-- Opening Marker --

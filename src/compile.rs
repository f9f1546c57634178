use std::{fmt::Display, iter};

use crate::{
    eval::Number,
    parse::{BinaryOp, Expr, Statement, UnaryOp},
};

/// One element of a postfix sequence.
#[derive(Debug, Clone, Copy, PartialEq)]
pub enum Item<'de> {
    /// The variable being assigned; always first.
    Target(&'de str),
    Number(Number),
    Variable { name: &'de str, offset: usize },
    Binary(BinaryOp),
    /// Tagged separately from [`Item::Binary`] so `-` keeps its arity.
    Unary(UnaryOp),
    /// The assignment marker; always last.
    Assign,
}

impl Display for Item<'_> {
    fn fmt(&self, f: &mut std::fmt::Formatter<'_>) -> std::fmt::Result {
        match self {
            Item::Target(name) | Item::Variable { name, .. } => write!(f, "{name}"),
            Item::Number(n) => write!(f, "{n}"),
            Item::Binary(op) => write!(f, "{op}"),
            Item::Unary(op) => write!(f, "u{op}"),
            Item::Assign => write!(f, "="),
        }
    }
}

/// Reverse-Polish form of a statement. Only [`compile`] builds one, so the
/// sequence always opens with the target and closes with the marker.
#[derive(Debug, Clone, PartialEq)]
pub struct Postfix<'de> {
    target: &'de str,
    body: Vec<Item<'de>>,
}

impl<'de> Postfix<'de> {
    pub fn target(&self) -> &'de str {
        self.target
    }

    /// The operands and operators between the target and the marker.
    pub fn body(&self) -> &[Item<'de>] {
        &self.body
    }

    /// The whole sequence, target and marker included.
    pub fn items(&self) -> impl Iterator<Item = Item<'de>> + '_ {
        iter::once(Item::Target(self.target))
            .chain(self.body.iter().copied())
            .chain(iter::once(Item::Assign))
    }
}

impl Display for Postfix<'_> {
    fn fmt(&self, f: &mut std::fmt::Formatter<'_>) -> std::fmt::Result {
        for (i, item) in self.items().enumerate() {
            if i > 0 {
                write!(f, " ")?;
            }
            write!(f, "{item}")?;
        }
        Ok(())
    }
}

pub fn compile<'de>(statement: &Statement<'de>) -> Postfix<'de> {
    let mut body = Vec::new();
    emit(&statement.value, &mut body);
    Postfix {
        target: statement.target,
        body,
    }
}

enum Step<'a, 'de> {
    Visit(&'a Expr<'de>),
    Emit(Item<'de>),
}

/// Post-order walk over an explicit work list; operator chains can be far
/// deeper than the native stack allows.
fn emit<'de>(expr: &Expr<'de>, out: &mut Vec<Item<'de>>) {
    let mut work = vec![Step::Visit(expr)];
    while let Some(step) = work.pop() {
        match step {
            Step::Emit(item) => out.push(item),
            Step::Visit(Expr::Binary { op, left, right }) => {
                work.push(Step::Emit(Item::Binary(*op)));
                work.push(Step::Visit(right));
                work.push(Step::Visit(left));
            }
            Step::Visit(Expr::Unary { op, operand }) => {
                work.push(Step::Emit(Item::Unary(*op)));
                work.push(Step::Visit(operand));
            }
            Step::Visit(Expr::Number(n)) => out.push(Item::Number(*n)),
            Step::Visit(Expr::Variable { name, offset }) => out.push(Item::Variable {
                name: *name,
                offset: *offset,
            }),
        }
    }
}
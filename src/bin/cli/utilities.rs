//! Utility functions

use clap::{Args, Error};
use colored::Colorize as _;

use galois::{FiniteField, FiniteFieldElement};

macro_rules! clap_err_result {
    ($e:expr, $t:expr) => {
        match $e {
            Ok(val) => Ok::<_, Error>(val),
            Err(e) => return Err(Error::raw($t, e)),
        }
    };

    ($e:expr) => {
        match $e {
            Ok(val) => Ok::<_, Error>(val),
            Err(e) => return Err(Error::raw(clap::error::ErrorKind::InvalidValue, e)),
        }
    };
}
pub(super) use clap_err_result;

macro_rules! clap_err_result_msg {
    ($e:expr, $m:expr, $t:expr) => {
        match $e {
            Ok(val) => Ok::<_, Error>(val),
            Err(e) => return Err(Error::raw($t, format!("{}: {}", $m, e))),
        }
    };

    ($e:expr, $m:expr) => {
        clap_err_result_msg!($e, $m, clap::error::ErrorKind::InvalidValue)
    };
}
pub(super) use clap_err_result_msg;

/// The field every extension field command works in.
#[derive(Args)]
pub struct FieldArgs {
    /// Characteristic p of the field
    #[arg(short, long("prime"))]
    pub p: u64,

    /// Coefficients of f(x), lowest degree first, e.g. "42,3,0,1"
    #[arg(short, long("poly"), allow_hyphen_values = true)]
    pub f: String,
}

impl FieldArgs {
    pub fn build(&self) -> Result<FiniteField, Error> {
        let coeffs = parse_coeffs(&self.f)?;
        clap_err_result_msg!(
            FiniteField::new(self.p, &coeffs),
            "Could not construct the field"
        )
    }
}

pub(super) fn print_title(title: &str) {
    eprintln!("{}", title.green().bold());
}

/// Prints a labelled result: the label on stderr, the value on stdout.
pub(super) fn print_result(label: &str, value: impl std::fmt::Display) {
    eprint!("{}", format!("{}: ", label).blue());
    println!("{}", value);
}

/// Parses a comma separated list of integer coefficients.
pub(super) fn parse_coeffs(input: &str) -> Result<Vec<i64>, Error> {
    let mut coeffs = Vec::new();
    for part in input.split(',') {
        let coeff = clap_err_result_msg!(
            part.trim().parse::<i64>(),
            format!("Invalid coefficient '{}'", part.trim())
        )?;
        coeffs.push(coeff);
    }
    Ok(coeffs)
}

/// Parses an element of `field` from its comma separated coefficients.
pub(super) fn parse_element<'f>(
    input: &str,
    field: &'f FiniteField,
) -> Result<FiniteFieldElement<'f>, Error> {
    let coeffs = parse_coeffs(input)?;
    clap_err_result_msg!(
        field.element(&coeffs),
        format!("Invalid element '{}'", input)
    )
}

#[cfg(test)]
mod tests {
    use super::*;

    #[test]
    fn test_parse_coeffs() {
        assert_eq!(parse_coeffs("42, 3,0,1").unwrap(), vec![42, 3, 0, 1]);
        assert_eq!(parse_coeffs("-1,2").unwrap(), vec![-1, 2]);
        assert!(parse_coeffs("1,,2").is_err());
        assert!(parse_coeffs("a").is_err());
    }

    #[test]
    fn test_parse_element() {
        let field = FiniteField::new(3, &[1, 0, 1]).unwrap();
        assert_eq!(parse_element("1,1", &field).unwrap().coeffs(), &[1, 1]);
        assert!(parse_element("1,1,1", &field).is_err());
    }
}
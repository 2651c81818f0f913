use clap::{Error, Parser};
use colored::Colorize as _;
use rand::{rngs::StdRng, SeedableRng};

use crate::utilities::{clap_err_result_msg, print_result, print_title, FieldArgs};

#[derive(Parser)]
#[command(version, about("Extension field -- print field information"), long_about = None)]
pub struct FieldInfo {
    #[command(flatten)]
    field: FieldArgs,
}

impl FieldInfo {
    pub fn print_info(&self) -> Result<(), Error> {
        let field = self.field.build()?;
        print_title("Extension field F_p[x] / <f(x)>");

        print_result("p", field.p());
        print_result("n", field.n());
        print_result("f (monic)", format!("{:?}", field.f_coeffs()));
        print_result("x^n", format!("{:?}", field.residue()));
        print_result("Field order", field.order());
        print_result("Group order", field.group_order());

        if field.validated() {
            eprintln!("{}", "f(x) has no roots in F_p and is irreducible".green());
        } else {
            eprintln!(
                "{}",
                "Irreducibility of f(x) is only checked for degree 2 and 3".yellow()
            );
        }
        Ok(())
    }
}

#[derive(Parser)]
#[command(version, about("Extension field -- find a generator of the multiplicative group"), long_about = None)]
pub struct Generator {
    #[command(flatten)]
    field: FieldArgs,

    /// Seed for the random search
    #[arg(short, long, env = "GALOIS_SEED")]
    seed: Option<u64>,
}

impl Generator {
    pub fn find_generator(&self) -> Result<(), Error> {
        let field = self.field.build()?;
        print_title("Searching for a generator.");

        let generator = match self.seed {
            Some(seed) => {
                eprintln!("{}: {}", "Seed".blue(), seed);
                let mut rng = StdRng::seed_from_u64(seed);
                field.multiplicative_group_with_rng(&mut rng)
            }
            None => field.multiplicative_group(),
        };
        let generator = clap_err_result_msg!(generator, "Generator search failed")?;

        print_result("Generator", &generator);
        print_result("Coefficients", format!("{:?}", generator.coeffs()));
        Ok(())
    }
}
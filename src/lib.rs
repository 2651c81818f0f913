//! Arithmetic in prime fields `F_p` and extension fields `F_p[x] / <f(x)>`.
//!
//! Extension field elements carry their matrix representation, so multiplication, powers and
//! inverses are matrix operations. On top of that the crate searches for generators of the
//! multiplicative group and solves discrete logarithms with baby-step giant-step.

pub mod arith;
pub mod dlog;
pub mod error;

pub use arith::finite_field::FiniteField;
pub use arith::finite_field_element::FiniteFieldElement;
pub use arith::prime_field::PrimeFieldElement;
pub use arith::{parse_exponent, Operand};
pub use dlog::bsgs;
pub use error::{FieldError, Result};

-- Closing Marker --

• **WHAT YOU HAVE TO DO**:
In the data above, how many lines carry the string "Display"? Only the number should be given.

• **EXPECTED ANSWER**:
4